Considerando infatti che l’assistenza sanitaria nel 2021 è costata 2.144 euro pro capite, i cittadini di questi primi due scaglioni di reddito pagano in totale 3,029 miliardi di Irpef ma ricevono per la sola sanità 51,06 miliardi di euro, per i quali non restano che la fiscalità generale e la strada del debito pubblico: un enorme trasferimento di ricchezza che si ripete per tutte le principali funzioni dello Stato, dalla sicurezza all’istruzione passando per la spesa assistenziale, a discapito di sviluppo e produttività del Paese.
Tra 15mila e 20mila euro di reddito lordo dichiarato si collocano invece 5,459 milioni di contribuenti, con un’imposta media annua di 1.814 euro, che si riduce a 1.271 euro per singolo abitante; seguono da 20.001 a 29.000 euro 9.169.315 contribuenti versanti, che pagano un’imposta media annua di 3.506 euro, 2.456 euro per singolo abitante. Se si sommano tutte le fasce di reddito fino a 29mila euro, si evidenzia che il 77,84% dei contribuenti italiani versa soltanto il 25,74% di tutta l’IRPEF, e probabilmente, una percentuale ancora minore di altre imposte.
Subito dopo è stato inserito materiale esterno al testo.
//! Spade HTTP API: pending proposals, eligible pieces, reservations and piece manifests.

pub mod types;

use crate::deals::{PendingSnapshot, PieceManifest, ProposalSource};
use crate::rpc::{ClientError, ClientResult};
use async_trait::async_trait;
use serde::de::{DeserializeOwned, IgnoredAny};
use std::collections::HashSet;
use std::sync::{Arc, Mutex, MutexGuard};
use types::{EligiblePiece, Envelope, PendingProposals, WireManifest};

/// Source of the `Authorization` header Spade checks on every request.
#[async_trait]
pub trait RequestSigner: Send + Sync {
    async fn authorization(&self) -> ClientResult<String>;
}

pub struct SpadeClient {
    http: reqwest::Client,
    base: String,
    signer: Arc<dyn RequestSigner>,
    /// Pieces already reserved (or refused by Spade) that must not be reserved again.
    requested: Mutex<HashSet<String>>,
    ignored: HashSet<String>,
}

impl SpadeClient {
    pub fn new(
        http: reqwest::Client,
        url: &str,
        signer: Arc<dyn RequestSigner>,
        ignored: impl IntoIterator<Item = String>,
    ) -> Self {
        Self {
            http,
            base: url.trim_end_matches('/').to_string(),
            signer,
            requested: Mutex::new(HashSet::new()),
            ignored: ignored.into_iter().collect(),
        }
    }

    fn requested(&self) -> MutexGuard<'_, HashSet<String>> {
        self.requested
            .lock()
            .unwrap_or_else(|poisoned| poisoned.into_inner())
    }

    pub fn is_requested(&self, piece_cid: &str) -> bool {
        self.requested().contains(piece_cid)
    }

    pub fn requested_count(&self) -> usize {
        self.requested().len()
    }

    async fn send<T: DeserializeOwned>(
        &self,
        op: &str,
        req: reqwest::RequestBuilder,
    ) -> ClientResult<T> {
        self.send_envelope(op, req).await?.into_result(op)
    }

    async fn send_envelope<T: DeserializeOwned>(
        &self,
        op: &str,
        req: reqwest::RequestBuilder,
    ) -> ClientResult<Envelope<T>> {
        let auth = self.signer.authorization().await?;
        let resp = req
            .header(reqwest::header::AUTHORIZATION, auth)
            .send()
            .await
            .map_err(|e| ClientError::http(op, e))?;
        let status = resp.status();
        let body = resp.bytes().await.map_err(|e| ClientError::http(op, e))?;

        // Spade answers errors with an envelope and a matching status; prefer the envelope.
        match serde_json::from_slice::<Envelope<T>>(&body) {
            Ok(env) => Ok(env),
            Err(_) if !status.is_success() => Err(ClientError::Status {
                op: op.to_string(),
                status: status.as_u16(),
                body: crate::logging::shorten_body(&body),
            }),
            Err(e) => Err(ClientError::decode(op, e, &body)),
        }
    }

    pub async fn pending_proposals(&self) -> ClientResult<PendingProposals> {
        let url = format!("{}/sp/pending_proposals", self.base);
        self.send("pending_proposals", self.http.get(url)).await
    }

    pub async fn eligible_pieces(&self) -> ClientResult<Vec<EligiblePiece>> {
        let url = format!("{}/sp/eligible_pieces", self.base);
        self.send("eligible_pieces", self.http.get(url)).await
    }

    pub async fn reserve_piece(&self, piece_cid: &str) -> ClientResult<()> {
        let url = format!("{}/sp/invoke", self.base);
        let req = self
            .http
            .post(url)
            .query(&[("call", "reserve_piece"), ("piece_cid", piece_cid)]);
        // The payload of a successful invoke is empty or null.
        let env: Envelope<IgnoredAny> = self.send_envelope("reserve_piece", req).await?;
        if env.is_error() {
            env.into_result("reserve_piece")?;
        }
        Ok(())
    }

    pub async fn piece_manifest(&self, proposal_id: &str) -> ClientResult<WireManifest> {
        let url = format!("{}/sp/piece_manifest", self.base);
        let req = self.http.get(url).query(&[("proposal", proposal_id)]);
        self.send("piece_manifest", req).await
    }

    fn pick_candidate(&self, pieces: &[EligiblePiece]) -> Option<String> {
        let requested = self.requested();
        pieces
            .iter()
            .map(|p| p.piece_cid.as_str())
            .find(|cid| !requested.contains(*cid) && !self.ignored.contains(*cid))
            .map(str::to_string)
    }
}

#[async_trait]
impl ProposalSource for SpadeClient {
    async fn fetch_pending(&self) -> ClientResult<PendingSnapshot> {
        Ok(self.pending_proposals().await?.into())
    }

    async fn request_new_proposal(&self) -> ClientResult<String> {
        let pieces = self.eligible_pieces().await?;
        let Some(piece) = self.pick_candidate(&pieces) else {
            return Err(ClientError::rejected(
                "reserve_piece",
                format!("none of {} eligible pieces is left to reserve", pieces.len()),
            ));
        };

        match self.reserve_piece(&piece).await {
            Ok(()) => {
                self.mark_piece_already_requested(&piece);
                Ok(piece)
            }
            Err(err) => {
                // Spade said no to this piece; move on to the next one next time.
                if matches!(err, ClientError::Rejected { .. }) {
                    tracing::debug!(piece = %piece, error = %err, "reservation refused; skipping piece");
                    self.mark_piece_already_requested(&piece);
                }
                Err(err)
            }
        }
    }

    fn mark_piece_already_requested(&self, piece_cid: &str) {
        self.requested().insert(piece_cid.to_string());
    }

    async fn fetch_manifest(&self, proposal_id: &str) -> ClientResult<PieceManifest> {
        Ok(self.piece_manifest(proposal_id).await?.into())
    }
}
“Una fotografia in miglioramento rispetto al periodo pandemico, ma che – secondo Alberto Brambilla, curatore della ricerca – sembrerebbe poco veritiera guardando invece a consumi e abitudini di spesa degli italiani. Mentre quasi la metà (il 47%) non dichiara redditi, tra i versanti il grosso del carico fiscale grava sulle spalle dei contribuenti che dichiarano redditi da 35mila euro in su”.
“I dati parlano chiaro. Siamo ormai in presenza di due forti disuguaglianze: da un lato abbiamo i contribuenti onesti, dall’altro mezzo paese dimenticato, che si pensa di aiutare con i sussidi, invece che con gli investimenti – commenta Stefano Cuzzilla, Presidente Cida – Non è accettabile che poco più del 13% della popolazione si faccia carico della quasi metà degli italiani che non dichiara redditi e trova benefici in un groviglio di agevolazioni e sostegni, spesso concessi senza verificarne l’effettivo bisogno. Un 13% che guadagna da 35mila euro lordi in su, e che per questo non può beneficiare del taglio al cuneo fiscale perché è considerato troppo ricco e non può difendersi dall’inflazione nemmeno quando arriva alla pensione, sempre perché è considerato troppo ricco. Non commettiamo l’errore di pensare che le disparità che esistono in questo Paese facciano male solo a chi si trova sui gradini più bassi della scala reddituale. Fanno male al sistema. Se perdiamo il ceto medio perdiamo stabilità sociale e ipotechiamo il futuro”.